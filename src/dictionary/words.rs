//! Dictionary Words
//!
//! The lookup set built from a newline-delimited word list.

use std::collections::BTreeSet;

/// Words accepted regardless of the word list contents
pub const BUILTIN_WORDS: [&str; 4] = ["a", "i", "A", "I"];

/// Set of correctly spelled tokens (case-sensitive)
#[derive(Debug, Clone, PartialEq, Eq)]
pub struct Dictionary {
    words: BTreeSet<String>,
}

impl Default for Dictionary {
    fn default() -> Self {
        Self::new()
    }
}

impl Dictionary {
    /// Create a dictionary holding only the built-in words
    pub fn new() -> Self {
        let words = BUILTIN_WORDS.iter().map(|w| w.to_string()).collect();
        Self { words }
    }

    /// Build a dictionary from the body of a word list
    ///
    /// Lines are split on `\n` and trimmed; empty lines are dropped. Every
    /// remaining word is accepted as written and with its first character
    /// upper-cased.
    pub fn from_word_list(text: &str) -> Self {
        let mut dictionary = Self::new();
        dictionary.extend(text.split('\n'));
        dictionary
    }

    /// Add extra words using the same expansion as the word list
    pub fn with_extra_words<I, S>(mut self, words: I) -> Self
    where
        I: IntoIterator<Item = S>,
        S: AsRef<str>,
    {
        self.extend(words);
        self
    }

    /// Add a single word and its capitalized variant
    pub fn insert_word(&mut self, word: &str) {
        let word = word.trim();
        if word.is_empty() {
            return;
        }
        self.words.insert(capitalize(word));
        self.words.insert(word.to_string());
    }

    fn extend<I, S>(&mut self, words: I)
    where
        I: IntoIterator<Item = S>,
        S: AsRef<str>,
    {
        for word in words {
            self.insert_word(word.as_ref());
        }
    }

    pub fn contains(&self, token: &str) -> bool {
        self.words.contains(token)
    }

    pub fn len(&self) -> usize {
        self.words.len()
    }

    pub fn is_empty(&self) -> bool {
        self.words.is_empty()
    }

    /// Iterate over all accepted tokens in sorted order
    pub fn iter(&self) -> impl Iterator<Item = &str> {
        self.words.iter().map(String::as_str)
    }
}

/// Upper-case the first character of a word, leaving the rest untouched
pub fn capitalize(word: &str) -> String {
    let mut chars = word.chars();
    match chars.next() {
        Some(first) => first.to_uppercase().chain(chars).collect(),
        None => String::new(),
    }
}
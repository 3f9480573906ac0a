use serde_json::Value;
use tower_lsp::jsonrpc::{Error as LspError, Result as LspResult};
use tower_lsp::lsp_types::*;

use crate::dictionary::Dictionary;
use crate::export::export_document;
use crate::lsp::backend::Backend;
use crate::lsp::document::DocumentState;
use crate::validation::engine::Diagnostic as ValidationDiagnostic;

/// Re-fetch the word list and revalidate open documents
pub const RELOAD_DICTIONARY_COMMAND: &str = "spellcheck.reloadDictionary";

/// Write a document's text to `document.txt` in the export directory
pub const EXPORT_DOCUMENT_COMMAND: &str = "spellcheck.exportDocument";

/// Source label attached to every published diagnostic
pub const DIAGNOSTIC_SOURCE: &str = "spellcheck";

/// Trait for handling completion requests
#[tower_lsp::async_trait]
pub trait HandleCompletion {
    async fn handle_completion(
        &self,
        params: CompletionParams,
    ) -> LspResult<Option<CompletionResponse>>;
}

/// Trait for handling workspace commands
#[tower_lsp::async_trait]
pub trait HandleExecuteCommand {
    async fn handle_execute_command(&self, params: ExecuteCommandParams)
    -> LspResult<Option<Value>>;
}

/// Trait for handling diagnostics
#[tower_lsp::async_trait]
pub trait HandleDiagnostics {
    async fn store_document(&self, uri: Url, content: String, version: i32);
    async fn publish_diagnostics(&self, uri: Url);
    fn schedule_diagnostics(&self, uri: Url);
}

#[tower_lsp::async_trait]
impl HandleCompletion for Backend {
    async fn handle_completion(
        &self,
        params: CompletionParams,
    ) -> LspResult<Option<CompletionResponse>> {
        let pos = params.text_document_position.position;

        let Some(dictionary) = self.state.dictionary.ready().await else {
            return Ok(None);
        };

        let completions = completion_items(&dictionary, pos);
        if completions.is_empty() {
            Ok(None)
        } else {
            Ok(Some(CompletionResponse::Array(completions)))
        }
    }
}

/// Offer every dictionary word, replacing the character before the cursor
///
/// No prefix filtering happens here; the client filters the list.
pub fn completion_items(dictionary: &Dictionary, position: Position) -> Vec<CompletionItem> {
    let range = Range::new(
        Position::new(position.line, position.character.saturating_sub(1)),
        position,
    );

    dictionary
        .iter()
        .map(|word| CompletionItem {
            label: word.to_string(),
            kind: Some(CompletionItemKind::KEYWORD),
            insert_text: Some(word.to_string()),
            text_edit: Some(CompletionTextEdit::Edit(TextEdit::new(
                range,
                word.to_string(),
            ))),
            ..Default::default()
        })
        .collect()
}

#[tower_lsp::async_trait]
impl HandleExecuteCommand for Backend {
    async fn handle_execute_command(
        &self,
        params: ExecuteCommandParams,
    ) -> LspResult<Option<Value>> {
        match params.command.as_str() {
            RELOAD_DICTIONARY_COMMAND => {
                let loaded = self.state.reload_dictionary().await;
                Ok(Some(Value::Bool(loaded)))
            }
            EXPORT_DOCUMENT_COMMAND => {
                let uri = uri_argument(&params.arguments)?;

                let content = {
                    let docs = self.state.documents.lock().await;
                    docs.get(&uri).map(|doc| doc.content.clone())
                }
                .ok_or_else(|| LspError::invalid_params(format!("Unknown document: {}", uri)))?;

                let path = export_document(&self.config.export_dir, &content)
                    .await
                    .map_err(|e| {
                        log::error!("Export of {} failed: {:#}", uri, e);
                        let mut err = LspError::internal_error();
                        err.message = format!("{:#}", e).into();
                        err
                    })?;

                self.state
                    .client
                    .show_message(MessageType::INFO, format!("Saved {}", path.display()))
                    .await;

                Ok(Some(Value::String(path.display().to_string())))
            }
            other => Err(LspError::invalid_params(format!(
                "Unknown command: {}",
                other
            ))),
        }
    }
}

fn uri_argument(arguments: &[Value]) -> LspResult<Url> {
    let value = arguments
        .first()
        .ok_or_else(|| LspError::invalid_params("Missing document URI argument"))?;

    serde_json::from_value(value.clone())
        .map_err(|e| LspError::invalid_params(format!("Invalid document URI: {}", e)))
}

#[tower_lsp::async_trait]
impl HandleDiagnostics for Backend {
    /// Replace the stored snapshot of a document
    async fn store_document(&self, uri: Url, content: String, version: i32) {
        let mut docs = self.state.documents.lock().await;
        docs.insert(uri, DocumentState { content, version });
    }

    /// Publish diagnostics for a document right away
    async fn publish_diagnostics(&self, uri: Url) {
        self.state.publish_diagnostics(uri).await;
    }

    /// Publish diagnostics once the document stops changing
    fn schedule_diagnostics(&self, uri: Url) {
        let state = self.state.clone();
        self.debouncer.schedule(uri.clone(), async move {
            state.publish_diagnostics(uri).await;
        });
    }
}

/// Convert a validation diagnostic into its LSP form
pub fn create_lsp_diagnostic(validation_diagnostic: ValidationDiagnostic) -> Diagnostic {
    let line = (validation_diagnostic.line - 1) as u32;

    Diagnostic::new(
        Range::new(
            Position::new(line, (validation_diagnostic.start_column - 1) as u32),
            Position::new(line, (validation_diagnostic.end_column - 1) as u32),
        ),
        Some(DiagnosticSeverity::ERROR),
        None,
        Some(DIAGNOSTIC_SOURCE.to_string()),
        validation_diagnostic.message,
        None,
        None,
    )
}
//! Drives the `spellcheck-ls` binary over stdio with LSP framing

use std::io::{BufRead, BufReader, Read, Write};
use std::process::{Child, ChildStdin, Command, ExitStatus, Stdio};
use std::sync::mpsc;
use std::thread;
use std::time::{Duration, Instant};

use serde_json::{Value, json};

pub const MESSAGE_TIMEOUT: Duration = Duration::from_secs(5);

/// A running server process and the messages it has written to stdout
pub struct StdioServer {
    child: Child,
    stdin: Option<ChildStdin>,
    messages: mpsc::Receiver<Value>,
}

impl StdioServer {
    pub fn spawn(args: &[&str]) -> Self {
        let mut child = Command::new(env!("CARGO_BIN_EXE_spellcheck-ls"))
            .args(args)
            .stdin(Stdio::piped())
            .stdout(Stdio::piped())
            .stderr(Stdio::null())
            .spawn()
            .expect("Failed to spawn language server");

        let stdin = child.stdin.take();
        let stdout = child.stdout.take().expect("Child stdout should be available");

        let (tx, messages) = mpsc::channel();
        thread::spawn(move || {
            let mut reader = BufReader::new(stdout);
            while let Some(message) = read_message(&mut reader) {
                if tx.send(message).is_err() {
                    break;
                }
            }
        });

        Self {
            child,
            stdin,
            messages,
        }
    }

    pub fn send(&mut self, message: &Value) {
        let body = message.to_string();
        let stdin = self.stdin.as_mut().expect("stdin already closed");
        write!(stdin, "Content-Length: {}\r\n\r\n{}", body.len(), body)
            .expect("Failed to write message");
        stdin.flush().expect("Failed to flush stdin");
    }

    pub fn request(&mut self, id: i64, method: &str, params: Value) {
        self.send(&json!({ "jsonrpc": "2.0", "id": id, "method": method, "params": params }));
    }

    pub fn notify(&mut self, method: &str, params: Value) {
        self.send(&json!({ "jsonrpc": "2.0", "method": method, "params": params }));
    }

    /// Wait for the response to request `id`, skipping server notifications
    pub fn response(&self, id: i64) -> Value {
        let deadline = Instant::now() + MESSAGE_TIMEOUT;
        loop {
            let remaining = deadline.saturating_duration_since(Instant::now());
            let message = self
                .messages
                .recv_timeout(remaining)
                .unwrap_or_else(|e| panic!("No response to request {}: {}", id, e));
            if message.get("id").and_then(Value::as_i64) == Some(id) {
                return message;
            }
        }
    }

    /// Close stdin and wait for the process to exit
    pub fn wait(mut self) -> ExitStatus {
        drop(self.stdin.take());

        let deadline = Instant::now() + MESSAGE_TIMEOUT;
        while Instant::now() < deadline {
            if let Some(status) = self.child.try_wait().expect("Failed to poll server") {
                return status;
            }
            thread::sleep(Duration::from_millis(20));
        }

        let _ = self.child.kill();
        panic!("Server did not exit");
    }
}

impl Drop for StdioServer {
    fn drop(&mut self) {
        let _ = self.child.kill();
        let _ = self.child.wait();
    }
}

/// Read one `Content-Length` framed message, `None` on EOF
fn read_message<R: BufRead>(reader: &mut R) -> Option<Value> {
    let mut content_length = None;

    loop {
        let mut line = String::new();
        if reader.read_line(&mut line).ok()? == 0 {
            return None;
        }
        let line = line.trim_end();
        if line.is_empty() {
            break;
        }
        if let Some(value) = line.strip_prefix("Content-Length:") {
            content_length = value.trim().parse::<usize>().ok();
        }
    }

    let mut body = vec![0u8; content_length?];
    reader.read_exact(&mut body).ok()?;
    serde_json::from_slice(&body).ok()
}
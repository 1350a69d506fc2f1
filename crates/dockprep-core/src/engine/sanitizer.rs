use super::config::SelectionPolicy;
use super::error::PrepError;
use super::selector::SanitizingSelector;
use crate::core::io::format::StructureFormat;
use crate::core::io::traits::ParsedStructure;
use crate::core::io::warnings::StructuralWarning;
use std::io::BufRead;
use std::path::Path;
use tracing::{debug, warn};

/// Output of one sanitization pass: the filtered structure re-serialized in memory.
#[derive(Debug, Clone, PartialEq, Eq)]
pub struct SanitizedStructure {
    pub contents: String,
    pub format: StructureFormat,
    pub warning_count: usize,
    pub disorder_groups: usize,
}

/// Turns a raw structure into a single-model, disorder-free record according to a
/// [`SelectionPolicy`].
#[derive(Debug, Clone, Copy, Default)]
pub struct Sanitizer {
    policy: SelectionPolicy,
}

impl Sanitizer {
    pub fn new(policy: SelectionPolicy) -> Self {
        Self { policy }
    }

    pub fn policy(&self) -> &SelectionPolicy {
        &self.policy
    }

    /// Parses `reader`, filters the structure through a [`SanitizingSelector`] and writes the
    /// result into a new in-memory buffer of the same format.
    ///
    /// # Errors
    ///
    /// * [`PrepError::StructureParse`] if nothing could be parsed.
    /// * [`PrepError::Configuration`] if the policy's model does not exist; nothing is written.
    pub fn sanitize(
        &self,
        reader: &mut impl BufRead,
        format: StructureFormat,
        source_name: &str,
    ) -> Result<SanitizedStructure, PrepError> {
        let parsed = parse_logged(reader, format, source_name)?;
        let structure = parsed.structure;

        let selector = SanitizingSelector::new(&structure, self.policy);
        let contents = format
            .write_to_string(&structure, &selector)
            .map_err(|e| PrepError::from_write("sanitized buffer", e))?;

        debug!(
            source = source_name,
            bytes = contents.len(),
            "Sanitized structure written to buffer"
        );

        Ok(SanitizedStructure {
            contents,
            format,
            warning_count: parsed.warnings.len(),
            disorder_groups: selector.resolver().group_count(),
        })
    }
}

/// Parses a structure and logs every tolerated problem at WARN, prefixed with `source_name`.
pub fn parse_logged(
    reader: &mut impl BufRead,
    format: StructureFormat,
    source_name: &str,
) -> Result<ParsedStructure, PrepError> {
    let id = Path::new(source_name)
        .file_stem()
        .map(|s| s.to_string_lossy().to_string())
        .unwrap_or_else(|| source_name.to_string());
    let parsed = format
        .read(reader, &id)
        .map_err(|e| PrepError::from_parse(source_name, e))?;
    log_warnings(source_name, &parsed.warnings);
    Ok(parsed)
}

pub fn log_warnings(source_name: &str, warnings: &[StructuralWarning]) {
    for warning in warnings {
        warn!("{}: {}", source_name, warning);
    }
}

#[cfg(test)]
mod tests {
    use super::*;
    use crate::core::io::pdb::PdbFile;
    use crate::core::io::selection::Selection;
    use crate::core::io::traits::StructureFile;
    use std::collections::BTreeSet;
    use std::io::Cursor;

    const RAW: &str = "\
SEQRES   1 A    2  GLY SER
SEQRES   1 B    1  ALA
MODEL        1
ATOM      1  N   GLY A   1       0.000   0.000   0.000  1.00  0.00           N
ATOM      2  CA  GLY A   1       1.000   0.000   0.000  1.00  0.00           C
ATOM      3  OG ASER A   2       2.000   0.000   0.000  0.30  0.00           O
ATOM      4  OG BSER A   2       2.100   0.000   0.000  0.70  0.00           O
ATOM      5  CA  ALA B   1       4.000   0.000   0.000  1.00  0.00           C
HETATM    6  O   HOH B 301       9.000   0.000   0.000  1.00  0.00           O
HETATM    7  C1  NAG B 401       8.000   0.000   0.000  1.00  0.00           C
ENDMDL
MODEL        2
ATOM      8  N   GLY A   1       0.000   5.000   0.000  1.00  0.00           N
ATOM      9  OG ASER A   2       2.000   5.000   0.000  0.30  0.00           O
ATOM     10  OG BSER A   2       2.100   5.000   0.000  0.70  0.00           O
HETATM   11  O   HOH A 301       9.000   5.000   0.000  1.00  0.00           O
ENDMDL
";

    fn sanitize(policy: SelectionPolicy) -> Result<SanitizedStructure, PrepError> {
        Sanitizer::new(policy).sanitize(&mut Cursor::new(RAW), StructureFormat::Pdb, "raw.pdb")
    }

    fn reparse(text: &str) -> crate::core::models::structure::StructureRecord {
        PdbFile::read_from(&mut Cursor::new(text), "out").unwrap().structure
    }

    fn serials(structure: &crate::core::models::structure::StructureRecord) -> Vec<usize> {
        structure
            .atom_ids()
            .into_iter()
            .map(|id| structure.atom(id).unwrap().serial)
            .collect()
    }

    #[test]
    fn output_holds_exactly_the_target_model() {
        for (model_id, expected) in [(0, vec![1, 2, 3, 5, 6, 7]), (1, vec![8, 9, 11])] {
            let policy = SelectionPolicy {
                model_id,
                ..Default::default()
            };
            let output = sanitize(policy).unwrap();
            assert!(!output.contents.contains("MODEL"));
            let structure = reparse(&output.contents);
            assert_eq!(structure.model_count(), 1);
            assert_eq!(serials(&structure), expected);
        }
    }

    #[test]
    fn absent_model_is_a_configuration_error() {
        let policy = SelectionPolicy {
            model_id: 5,
            ..Default::default()
        };
        assert!(matches!(sanitize(policy), Err(PrepError::Configuration(_))));
    }

    #[test]
    fn unparsable_input_is_a_parse_error() {
        let err = Sanitizer::default()
            .sanitize(&mut Cursor::new("HEADER only\n"), StructureFormat::Pdb, "bad.pdb")
            .unwrap_err();
        assert!(matches!(err, PrepError::StructureParse { .. }));
    }

    #[test]
    fn at_most_one_atom_per_disorder_group_survives() {
        let structure = reparse(&sanitize(SelectionPolicy::default()).unwrap().contents);
        let mut seen = BTreeSet::new();
        for residue_id in structure.residue_ids() {
            for (_, atom) in structure.atoms_of(residue_id) {
                assert!(seen.insert((residue_id, atom.name.clone())));
            }
        }
    }

    #[test]
    fn water_removal_is_complete_and_optional() {
        let with_water = reparse(&sanitize(SelectionPolicy::default()).unwrap().contents);
        let water_count = |s: &crate::core::models::structure::StructureRecord| {
            s.residue_ids()
                .into_iter()
                .filter(|&id| s.residue(id).unwrap().is_water())
                .map(|id| s.atoms_of(id).count())
                .sum::<usize>()
        };
        assert_eq!(water_count(&with_water), 1);

        let policy = SelectionPolicy {
            remove_water: true,
            ..Default::default()
        };
        let without_water = reparse(&sanitize(policy).unwrap().contents);
        assert_eq!(water_count(&without_water), 0);
    }

    #[test]
    fn hetero_removal_spares_water() {
        let policy = SelectionPolicy {
            remove_hetero: true,
            ..Default::default()
        };
        let structure = reparse(&sanitize(policy).unwrap().contents);
        let names: Vec<_> = structure
            .residue_ids()
            .into_iter()
            .map(|id| structure.residue(id).unwrap().name.clone())
            .collect();
        assert_eq!(names, vec!["GLY", "SER", "ALA", "HOH"]);
    }

    #[test]
    fn round_trip_matches_the_in_memory_selection() {
        let policy = SelectionPolicy {
            model_id: 0,
            remove_water: true,
            ..Default::default()
        };
        let raw = PdbFile::read_from(&mut Cursor::new(RAW), "raw").unwrap().structure;
        let selector = SanitizingSelector::new(&raw, policy);
        let selection = Selection::collect(&raw, &selector).unwrap();
        let expected: Vec<_> = selection
            .atom_ids()
            .map(|id| raw.atom(id).unwrap().serial)
            .collect();

        let output = sanitize(policy).unwrap();
        let structure = reparse(&output.contents);
        assert_eq!(structure.model_count(), 1);
        assert_eq!(serials(&structure), expected);
        let model = structure.find_model(0).unwrap();
        let chains: Vec<_> = structure.chains_of(model).map(|(_, c)| c.id).collect();
        assert_eq!(chains, selection.chain_ids(&raw));
        assert_eq!(structure.header.seqres.len(), 2);
    }

    #[test]
    fn reports_disorder_groups_and_warnings() {
        let output = sanitize(SelectionPolicy::default()).unwrap();
        assert_eq!(output.disorder_groups, 2);
        assert_eq!(output.warning_count, 0);
        assert_eq!(output.format, StructureFormat::Pdb);
    }
}
//! Deterministic in-process engines for tests.

use super::error::EngineError;
use super::{CompletionEngine, EngineState, RepairEngine, detect};
use crate::core::io::pdb::PdbFile;
use crate::core::io::traits::StructureFile;
use crate::core::models::atom::{Atom, infer_element};
use crate::core::models::residue::{HeteroFlag, ResidueNumber};
use crate::core::models::structure::{ResidueKey, StructureRecord};
use crate::core::residues::{SubstitutionTable, heavy_atoms};
use nalgebra::Point3;
use std::cell::RefCell;
use std::io::Cursor;
use std::rc::Rc;

pub(crate) fn parse(text: &str) -> StructureRecord {
    PdbFile::read_from(&mut Cursor::new(text), "T")
        .unwrap()
        .structure
}

#[derive(Debug, Clone, PartialEq)]
pub(crate) enum EngineCall {
    Load,
    AddMissingAtoms(EngineState),
    AddMissingHydrogens(f64),
}

/// Repair engine that completes atoms and hydrogens without leaving the process.
///
/// Clones share the call log, so a test can keep one clone and box the other.
#[derive(Debug, Clone, Default)]
pub(crate) struct ScriptedEngine {
    calls: Rc<RefCell<Vec<EngineCall>>>,
    substitutions: SubstitutionTable,
    structure: Option<StructureRecord>,
    state: EngineState,
}

impl ScriptedEngine {
    pub(crate) fn new() -> Self {
        Self::default()
    }

    pub(crate) fn calls(&self) -> Vec<EngineCall> {
        self.calls.borrow().clone()
    }
}

impl RepairEngine for ScriptedEngine {
    fn name(&self) -> &str {
        "scripted"
    }

    fn substitutions(&self) -> &SubstitutionTable {
        &self.substitutions
    }

    fn load(&mut self, structure: StructureRecord) {
        self.calls.borrow_mut().push(EngineCall::Load);
        self.structure = Some(structure);
        self.state = EngineState::default();
    }

    fn unload(&mut self) -> Option<StructureRecord> {
        self.state = EngineState::default();
        self.structure.take()
    }

    fn structure(&self) -> Option<&StructureRecord> {
        self.structure.as_ref()
    }

    fn structure_mut(&mut self) -> Option<&mut StructureRecord> {
        self.structure.as_mut()
    }

    fn state(&self) -> &EngineState {
        &self.state
    }

    fn state_mut(&mut self) -> &mut EngineState {
        &mut self.state
    }

    fn add_missing_atoms(&mut self) -> Result<(), EngineError> {
        self.state.require_completion_state("add_missing_atoms")?;
        self.calls
            .borrow_mut()
            .push(EngineCall::AddMissingAtoms(self.state.clone()));
        let structure = self.structure.as_mut().ok_or(EngineError::NoStructure)?;
        complete_in_place(structure, &self.state);
        Ok(())
    }

    fn add_missing_hydrogens(&mut self, ph: f64) -> Result<(), EngineError> {
        self.calls
            .borrow_mut()
            .push(EngineCall::AddMissingHydrogens(ph));
        let structure = self.structure.as_mut().ok_or(EngineError::NoStructure)?;
        let mut serial = next_serial(structure);
        for residue_id in structure.residue_ids() {
            let mut names = vec!["H"];
            if ph < 6.0 {
                names.push("HX");
            }
            for name in names {
                let mut atom = Atom::new(serial, name, "H", Point3::origin());
                atom.b_factor = ph;
                structure.add_atom_to_residue(residue_id, atom);
                serial += 1;
            }
        }
        Ok(())
    }
}

/// Completion engine that records what it was given and fills in missing heavy atoms.
#[derive(Debug, Clone, Default)]
pub(crate) struct ScriptedCompletion {
    received: Rc<RefCell<Vec<StructureRecord>>>,
}

impl ScriptedCompletion {
    pub(crate) fn new() -> Self {
        Self::default()
    }

    pub(crate) fn received(&self) -> Vec<StructureRecord> {
        self.received.borrow().clone()
    }
}

impl CompletionEngine for ScriptedCompletion {
    fn name(&self) -> &str {
        "scripted-completion"
    }

    fn complete(&self, structure: &StructureRecord) -> Result<StructureRecord, EngineError> {
        self.received.borrow_mut().push(structure.clone());
        let mut completed = structure.clone();
        let (atoms, terminals) = detect::missing_atoms(&completed);
        let state = EngineState {
            missing_residues: Some(Vec::new()),
            missing_atoms: Some(atoms),
            missing_terminals: Some(terminals),
            ..Default::default()
        };
        complete_in_place(&mut completed, &state);
        Ok(completed)
    }
}

fn next_serial(structure: &StructureRecord) -> usize {
    structure
        .atom_ids()
        .into_iter()
        .filter_map(|id| structure.atom(id).map(|a| a.serial))
        .max()
        .unwrap_or(0)
        + 1
}

fn add_named_atoms(
    structure: &mut StructureRecord,
    key: &ResidueKey,
    names: &[String],
    serial: &mut usize,
) {
    let Some(residue_id) = structure.find_residue_by_key(key) else {
        return;
    };
    let anchor = structure
        .atoms_of(residue_id)
        .next()
        .map(|(_, atom)| atom.position)
        .unwrap_or_else(Point3::origin);
    for name in names {
        let atom = Atom::new(*serial, name, &infer_element(name), anchor);
        structure.add_atom_to_residue(residue_id, atom);
        *serial += 1;
    }
}

fn complete_in_place(structure: &mut StructureRecord, state: &EngineState) {
    let mut serial = next_serial(structure);

    for gap in state.missing_residues.iter().flatten() {
        let Some(model) = structure.find_model(0) else {
            continue;
        };
        let Some(chain_id) = structure.find_chain(model, gap.chain) else {
            continue;
        };
        let residues = structure
            .chain(chain_id)
            .map(|c| c.residues().to_vec())
            .unwrap_or_default();
        let mut index = gap
            .before
            .and_then(|key| structure.find_residue_by_key(&key))
            .and_then(|id| residues.iter().position(|&r| r == id))
            .unwrap_or(residues.len());
        for (offset, name) in gap.names.iter().enumerate() {
            let number = ResidueNumber::from((gap.seqres_start + offset + 1) as isize);
            let Some(residue_id) =
                structure.insert_residue(chain_id, index, number, name, HeteroFlag::Polymer)
            else {
                continue;
            };
            index += 1;
            for atom_name in heavy_atoms(name).unwrap_or_default() {
                let atom = Atom::new(serial, atom_name, &infer_element(atom_name), Point3::origin());
                structure.add_atom_to_residue(residue_id, atom);
                serial += 1;
            }
        }
    }

    for (key, names) in state.missing_atoms.iter().flatten() {
        add_named_atoms(structure, key, names, &mut serial);
    }
    for (key, names) in state.missing_terminals.iter().flatten() {
        add_named_atoms(structure, key, names, &mut serial);
    }
}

• • •

> EXERCISE DESCRIPTION: Every line above that has the string "StructureFormat" needs to be copied.

> OUTPUT:
use crate::core::io::format::StructureFormat;
    pub format: StructureFormat,
        format: StructureFormat,
    format: StructureFormat,
        Sanitizer::new(policy).sanitize(&mut Cursor::new(RAW), StructureFormat::Pdb, "raw.pdb")
            .sanitize(&mut Cursor::new("HEADER only\n"), StructureFormat::Pdb, "bad.pdb")
        assert_eq!(output.format, StructureFormat::Pdb);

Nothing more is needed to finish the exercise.